### PROBLEM DESCRIPTION
Pull every line containing the word "logging" from the records.

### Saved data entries

****

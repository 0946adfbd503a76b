// Copyright (c) 2025 Geoffrey Huntley <ghuntley@ghuntley.com>. All rights reserved.
// SPDX-License-Identifier: Proprietary

//! Configuration for the permit registry.
//!
//! Values are layered from built-in defaults, an optional TOML file and
//! `PERMIT_*` environment variables, in increasing order of precedence.
//!
//! ```ignore
//! use permit_config::load_config;
//!
//! let config = load_config()?;
//! println!("keys live in {}", config.paths.keys_dir.display());
//! ```

pub mod error;
pub mod layer;
pub mod sections;
pub mod secret_env;
pub mod sources;

pub use error::ConfigError;
pub use layer::PermitConfigLayer;
pub use sections::*;
pub use secret_env::{load_secret_env, require_secret_env, SecretEnvError};
pub use sources::{ConfigSource, DefaultsSource, EnvSource, Precedence, TomlSource};

use tracing::{debug, info};

/// Fully resolved registry configuration.
#[derive(Debug, Clone, Default)]
pub struct PermitConfig {
	pub paths: PathsConfig,
	pub database: DatabaseConfig,
	pub store: StoreConfig,
	pub lookup: LookupConfig,
	pub logging: LoggingConfig,
}

/// Load configuration from all sources with standard precedence.
///
/// Precedence (highest to lowest):
/// 1. Environment variables (`PERMIT_*`)
/// 2. Config file (`/etc/permit/permit.toml`)
/// 3. Built-in defaults
pub fn load_config() -> Result<PermitConfig, ConfigError> {
	load_from_sources(vec![
		Box::new(DefaultsSource),
		Box::new(TomlSource::system()),
		Box::new(EnvSource),
	])
}

/// Load configuration with a custom config file path.
pub fn load_config_with_file(
	config_path: impl Into<std::path::PathBuf>,
) -> Result<PermitConfig, ConfigError> {
	load_from_sources(vec![
		Box::new(DefaultsSource),
		Box::new(TomlSource::new(config_path)),
		Box::new(EnvSource),
	])
}

fn load_from_sources(mut sources: Vec<Box<dyn ConfigSource>>) -> Result<PermitConfig, ConfigError> {
	sources.sort_by_key(|s| s.precedence());

	let mut merged = PermitConfigLayer::default();
	for source in sources {
		debug!(source = source.name(), "loading configuration source");
		merged.merge(source.load()?);
	}

	finalize(merged)
}

/// Finalize configuration layer into resolved config.
pub fn finalize(layer: PermitConfigLayer) -> Result<PermitConfig, ConfigError> {
	let paths = layer.paths.unwrap_or_default().finalize();
	let database = layer.database.unwrap_or_default().finalize(&paths.data_dir);
	let store = layer.store.unwrap_or_default().finalize();
	let lookup = layer.lookup.unwrap_or_default().finalize();
	let logging = layer.logging.unwrap_or_default().finalize();

	validate_config(&database, &store, &lookup)?;

	info!(
		data_dir = %paths.data_dir.display(),
		keys_dir = %paths.keys_dir.display(),
		database = %database.url,
		busy_timeout_ms = database.busy_timeout_ms,
		min_reason_length = store.min_reason_length,
		lookup_max_requests = lookup.max_requests,
		lookup_window_secs = lookup.window_secs,
		allowed_callers = lookup.allowed_callers.len(),
		"Registry configuration loaded"
	);

	Ok(PermitConfig {
		paths,
		database,
		store,
		lookup,
		logging,
	})
}

/// Validate cross-field configuration rules.
fn validate_config(
	database: &DatabaseConfig,
	store: &StoreConfig,
	lookup: &LookupConfig,
) -> Result<(), ConfigError> {
	if database.max_connections == 0 {
		return Err(ConfigError::Validation(
			"database.max_connections must be at least 1".to_string(),
		));
	}
	if store.min_reason_length == 0 {
		return Err(ConfigError::Validation(
			"store.min_reason_length must be at least 1; every mutation needs a justification"
				.to_string(),
		));
	}
	if lookup.max_requests == 0 || lookup.window_secs == 0 {
		return Err(ConfigError::Validation(
			"lookup.max_requests and lookup.window_secs must both be at least 1".to_string(),
		));
	}
	Ok(())
}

****

### WRITTEN ANSWER
	pub logging: LoggingConfig,
	let logging = layer.logging.unwrap_or_default().finalize();
		logging,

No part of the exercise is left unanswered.